Andro might’ve been a clone but he was his own fae.
“Why are you looking at me like that?” Lysander arched his brow. “I demand that you stop looking at me like you wish to eat me.”
“Since I’m not one of your subjects,” I scanned him from head-to-toe with a sexy leer that walked the line of insulting (okay, I might’ve fallen over the line), “you don’t get to demand. And that means an incubus may look at a prince.”
Lysander slunk closer. “And a prince may gouge out an incubus’ eyes.”
My wee break down over the Duchess might’ve made me forget just how dangerous the Princes were.
Oh, well…
I tilted my chin. “May both sides of your pillow be forever warm.”
Lysander blinked. “I tremble before you.”
Odd, but he didn’t appear to be frightened of my curse.
I still smiled smugly, patting his cheek. “Of course you do. I’m a mighty incubus.”
Lysander slapped away my hand. “Don’t touch my royal personage.”
I ached at his mention of touch. I yearned for Magenta with an urgent desperation. When I glanced at her, however, I wished that I hadn’t because Lysander then studied her with a contemptuous hatred.

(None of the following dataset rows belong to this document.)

//! Table actor: an isolated Tokio task that owns one session.
//!
//! The actor reads commands from an mpsc channel and applies each one to
//! its [`Session`] to completion before reading the next. Callers talk to
//! it through a cloneable [`TableHandle`]; replies come back on oneshot
//! channels.
//!
//! After a phase transition the session stays busy until a
//! `ReleaseBusy` command, which the actor queues behind whatever was
//! already waiting. Turn and phase triggers that were queued during the
//! transition are therefore rejected with [`TableError::Busy`] instead of
//! re-entering it.

use std::time::Duration;

use roundkeeper_engine::{
    ConditionLifecycle, ElementPool, ElementState, NoConditions, Phase, PhaseTransition,
    RosterCollaborator, Session,
};
use roundkeeper_model::{
    Element, Figure, FigureId, MonsterData, ObjectiveData, ScenarioData, SectionData, TableId,
};
use serde::Serialize;
use tokio::sync::{mpsc, oneshot};

use crate::TableError;

/// The game-specific hooks a table calls into.
///
/// Roster collaborators run in order on every phase transition; the
/// condition lifecycle runs on every turn-pointer step.
pub struct Collaborators {
    pub rosters: Vec<Box<dyn RosterCollaborator + Send>>,
    pub conditions: Box<dyn ConditionLifecycle + Send>,
}

impl Default for Collaborators {
    fn default() -> Self {
        Self {
            rosters: Vec::new(),
            conditions: Box::new(NoConditions),
        }
    }
}

/// A copy of a table's state, sent on request and to subscribers after
/// every change.
#[derive(Debug, Clone, PartialEq, Serialize)]
pub struct TableSnapshot {
    pub table_id: TableId,
    pub phase: Phase,
    pub round: u32,
    pub level: u32,
    pub scenario_level: u32,
    pub roster: Vec<Figure>,
    pub active: Option<FigureId>,
    pub elements: ElementPool,
    pub busy: bool,
    pub ready_to_advance: bool,
    pub total_elapsed: Duration,
    pub session_elapsed: Duration,
}

/// Channel sender for delivering snapshots to an observer.
pub type SnapshotSender = mpsc::UnboundedSender<TableSnapshot>;

type Reply<T> = oneshot::Sender<T>;

/// Commands sent to a table actor through its channel.
pub(crate) enum TableCommand {
    AdvancePhase {
        reply: Reply<Result<PhaseTransition, TableError>>,
    },
    ToggleFigure {
        figure: FigureId,
        reply: Reply<Result<(), TableError>>,
    },
    ToggleElement {
        element: Element,
        reply: Reply<ElementState>,
    },
    SetLevel {
        level: u32,
        reply: Reply<()>,
    },
    SetInitiative {
        figure: FigureId,
        initiative: u32,
        reply: Reply<Result<(), TableError>>,
    },
    SetScenario {
        scenario: Option<ScenarioData>,
        reply: Reply<Result<(), TableError>>,
    },
    AddSection {
        section: SectionData,
        reply: Reply<Result<bool, TableError>>,
    },
    ResetRound {
        reply: Reply<()>,
    },
    AddCharacter {
        name: String,
        edition: String,
        level: u32,
        reply: Reply<FigureId>,
    },
    AddMonster {
        data: MonsterData,
        reply: Reply<FigureId>,
    },
    AddObjective {
        data: ObjectiveData,
        reply: Reply<FigureId>,
    },
    Snapshot {
        reply: Reply<TableSnapshot>,
    },
    Subscribe {
        sender: SnapshotSender,
    },
    /// Queued by the actor itself after a phase transition.
    ReleaseBusy,
    Shutdown,
}

/// Handle to a running table actor.
///
/// Cheap to clone; the [`TableManager`](crate::TableManager) holds one per
/// table.
#[derive(Clone)]
pub struct TableHandle {
    table_id: TableId,
    sender: mpsc::Sender<TableCommand>,
}

impl TableHandle {
    pub fn table_id(&self) -> TableId {
        self.table_id
    }

    /// Moves the round to its other phase. Rejected with
    /// [`TableError::Busy`] while the previous transition is settling.
    pub async fn advance_phase(&self) -> Result<PhaseTransition, TableError> {
        self.request(|reply| TableCommand::AdvancePhase { reply })
            .await?
    }

    /// Moves the turn pointer to `figure`. Rejected with
    /// [`TableError::Busy`] while a phase transition is settling.
    pub async fn toggle_figure(&self, figure: FigureId) -> Result<(), TableError> {
        self.request(|reply| TableCommand::ToggleFigure { figure, reply })
            .await?
    }

    pub async fn toggle_element(&self, element: Element) -> Result<ElementState, TableError> {
        self.request(|reply| TableCommand::ToggleElement { element, reply })
            .await
    }

    pub async fn set_level(&self, level: u32) -> Result<(), TableError> {
        self.request(|reply| TableCommand::SetLevel { level, reply })
            .await
    }

    pub async fn set_initiative(
        &self,
        figure: FigureId,
        initiative: u32,
    ) -> Result<(), TableError> {
        self.request(|reply| TableCommand::SetInitiative {
            figure,
            initiative,
            reply,
        })
        .await?
    }

    pub async fn set_scenario(&self, scenario: Option<ScenarioData>) -> Result<(), TableError> {
        self.request(|reply| TableCommand::SetScenario { scenario, reply })
            .await?
    }

    /// Opens a section. `Ok(false)` means it was already open.
    pub async fn add_section(&self, section: SectionData) -> Result<bool, TableError> {
        self.request(|reply| TableCommand::AddSection { section, reply })
            .await?
    }

    pub async fn reset_round(&self) -> Result<(), TableError> {
        self.request(|reply| TableCommand::ResetRound { reply })
            .await
    }

    pub async fn add_character(
        &self,
        name: impl Into<String>,
        edition: impl Into<String>,
        level: u32,
    ) -> Result<FigureId, TableError> {
        let (name, edition) = (name.into(), edition.into());
        self.request(|reply| TableCommand::AddCharacter {
            name,
            edition,
            level,
            reply,
        })
        .await
    }

    pub async fn add_monster(&self, data: MonsterData) -> Result<FigureId, TableError> {
        self.request(|reply| TableCommand::AddMonster { data, reply })
            .await
    }

    pub async fn add_objective(&self, data: ObjectiveData) -> Result<FigureId, TableError> {
        self.request(|reply| TableCommand::AddObjective { data, reply })
            .await
    }

    pub async fn snapshot(&self) -> Result<TableSnapshot, TableError> {
        self.request(|reply| TableCommand::Snapshot { reply })
            .await
    }

    /// Registers an observer. It receives the current state right away
    /// and a fresh snapshot after every command that changes the table.
    pub async fn subscribe(&self, sender: SnapshotSender) -> Result<(), TableError> {
        self.sender
            .send(TableCommand::Subscribe { sender })
            .await
            .map_err(|_| TableError::Unavailable(self.table_id))
    }

    /// Tells the table to shut down.
    pub async fn shutdown(&self) -> Result<(), TableError> {
        self.sender
            .send(TableCommand::Shutdown)
            .await
            .map_err(|_| TableError::Unavailable(self.table_id))
    }

    async fn request<T>(
        &self,
        command: impl FnOnce(Reply<T>) -> TableCommand,
    ) -> Result<T, TableError> {
        let (reply_tx, reply_rx) = oneshot::channel();
        self.sender
            .send(command(reply_tx))
            .await
            .map_err(|_| TableError::Unavailable(self.table_id))?;
        reply_rx
            .await
            .map_err(|_| TableError::Unavailable(self.table_id))
    }
}

/// The internal table actor state. Runs inside a Tokio task.
struct TableActor {
    table_id: TableId,
    session: Session,
    collaborators: Collaborators,
    subscribers: Vec<SnapshotSender>,
    receiver: mpsc::Receiver<TableCommand>,
    /// Weak so that dropping every handle still ends the actor.
    commands: mpsc::WeakSender<TableCommand>,
}

impl TableActor {
    /// Runs the actor loop, processing commands until shutdown.
    async fn run(mut self) {
        tracing::info!(table_id = %self.table_id, "table actor started");

        while let Some(cmd) = self.receiver.recv().await {
            match cmd {
                TableCommand::AdvancePhase { reply } => {
                    let result = self.handle_advance_phase();
                    let _ = reply.send(result);
                }
                TableCommand::ToggleFigure { figure, reply } => {
                    let result = self.handle_toggle_figure(figure);
                    let _ = reply.send(result);
                }
                TableCommand::ToggleElement { element, reply } => {
                    let _ = reply.send(self.session.toggle_element(element));
                }
                TableCommand::SetLevel { level, reply } => {
                    self.session.set_level(level);
                    let _ = reply.send(());
                }
                TableCommand::SetInitiative {
                    figure,
                    initiative,
                    reply,
                } => {
                    let result = self
                        .session
                        .set_initiative(figure, initiative)
                        .map_err(TableError::from);
                    let _ = reply.send(result);
                }
                TableCommand::SetScenario { scenario, reply } => {
                    let result = self.session.set_scenario(scenario).map_err(TableError::from);
                    let _ = reply.send(result);
                }
                TableCommand::AddSection { section, reply } => {
                    let result = self.session.add_section(section).map_err(TableError::from);
                    let _ = reply.send(result);
                }
                TableCommand::ResetRound { reply } => {
                    self.session.reset_round();
                    let _ = reply.send(());
                }
                TableCommand::AddCharacter {
                    name,
                    edition,
                    level,
                    reply,
                } => {
                    let _ = reply.send(self.session.add_character(&name, &edition, level));
                }
                TableCommand::AddMonster { data, reply } => {
                    let _ = reply.send(self.session.add_monster(&data));
                }
                TableCommand::AddObjective { data, reply } => {
                    let _ = reply.send(self.session.add_objective(&data));
                }
                TableCommand::Snapshot { reply } => {
                    let _ = reply.send(self.snapshot());
                    continue;
                }
                TableCommand::Subscribe { sender } => {
                    let _ = sender.send(self.snapshot());
                    self.subscribers.push(sender);
                    continue;
                }
                TableCommand::ReleaseBusy => {
                    self.session.release_busy();
                }
                TableCommand::Shutdown => {
                    tracing::info!(table_id = %self.table_id, "table shutting down");
                    break;
                }
            }
            self.publish();
        }

        tracing::info!(table_id = %self.table_id, "table actor stopped");
    }

    fn handle_advance_phase(&mut self) -> Result<PhaseTransition, TableError> {
        if self.session.is_busy() {
            tracing::warn!(table_id = %self.table_id, "phase trigger while busy, ignoring");
            return Err(TableError::Busy(self.table_id));
        }

        let mut rosters: Vec<&mut dyn RosterCollaborator> = self
            .collaborators
            .rosters
            .iter_mut()
            .map(|r| &mut **r as &mut dyn RosterCollaborator)
            .collect();
        let transition = self.session.advance_phase(&mut rosters);
        self.schedule_release();

        tracing::info!(
            table_id = %self.table_id,
            ?transition,
            round = self.session.round(),
            "phase trigger handled"
        );
        Ok(transition)
    }

    fn handle_toggle_figure(&mut self, figure: FigureId) -> Result<(), TableError> {
        if self.session.is_busy() {
            tracing::warn!(table_id = %self.table_id, %figure, "turn trigger while busy, ignoring");
            return Err(TableError::Busy(self.table_id));
        }
        self.session
            .toggle_figure(figure, &mut *self.collaborators.conditions)?;
        Ok(())
    }

    /// Queues `ReleaseBusy` behind the commands already waiting.
    fn schedule_release(&self) {
        let Some(sender) = self.commands.upgrade() else {
            return;
        };
        if let Err(mpsc::error::TrySendError::Full(cmd)) =
            sender.try_send(TableCommand::ReleaseBusy)
        {
            tokio::spawn(async move {
                let _ = sender.send(cmd).await;
            });
        }
    }

    /// Sends the current state to every observer, dropping the ones
    /// that have gone away.
    fn publish(&mut self) {
        if self.subscribers.is_empty() {
            return;
        }
        let snapshot = self.snapshot();
        self.subscribers
            .retain(|sender| sender.send(snapshot.clone()).is_ok());
    }

    fn snapshot(&self) -> TableSnapshot {
        TableSnapshot {
            table_id: self.table_id,
            phase: self.session.phase(),
            round: self.session.round(),
            level: self.session.level(),
            scenario_level: self.session.scenario_level(),
            roster: self.session.roster().to_vec(),
            active: self.session.active_figure().map(Figure::id),
            elements: self.session.elements().clone(),
            busy: self.session.is_busy(),
            ready_to_advance: self.session.ready_to_advance(),
            total_elapsed: self.session.total_elapsed(),
            session_elapsed: self.session.session_elapsed(),
        }
    }
}

/// Spawns a new table actor task and returns a handle to communicate
/// with it.
pub(crate) fn spawn_table(
    table_id: TableId,
    session: Session,
    collaborators: Collaborators,
    channel_size: usize,
) -> TableHandle {
    let (tx, rx) = mpsc::channel(channel_size);

    let actor = TableActor {
        table_id,
        session,
        collaborators,
        subscribers: Vec::new(),
        receiver: rx,
        commands: tx.downgrade(),
    };

    tokio::spawn(actor.run());

    TableHandle {
        table_id,
        sender: tx,
    }
}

“So, the witch is back,” he breathed, bitterly.
I flapped my hands, trying to claw his eyeballs off her. I didn’t mean that. Yuck.
At last, Lysander turned back to me. “Is your fit over?”
“Keep you bastard…everything…away from my Magenta.”
Lysander barked with dark laughter. “I assure you that I’ve never had less interest in having my anything near that woman. Not even if she begged me.”
“Less flirting, more fighting,” Ezekiel commanded. He stood with his hands smartly behind his back, eying both pairs warily.
Magenta grinned. “I bet you say that to all the girls.”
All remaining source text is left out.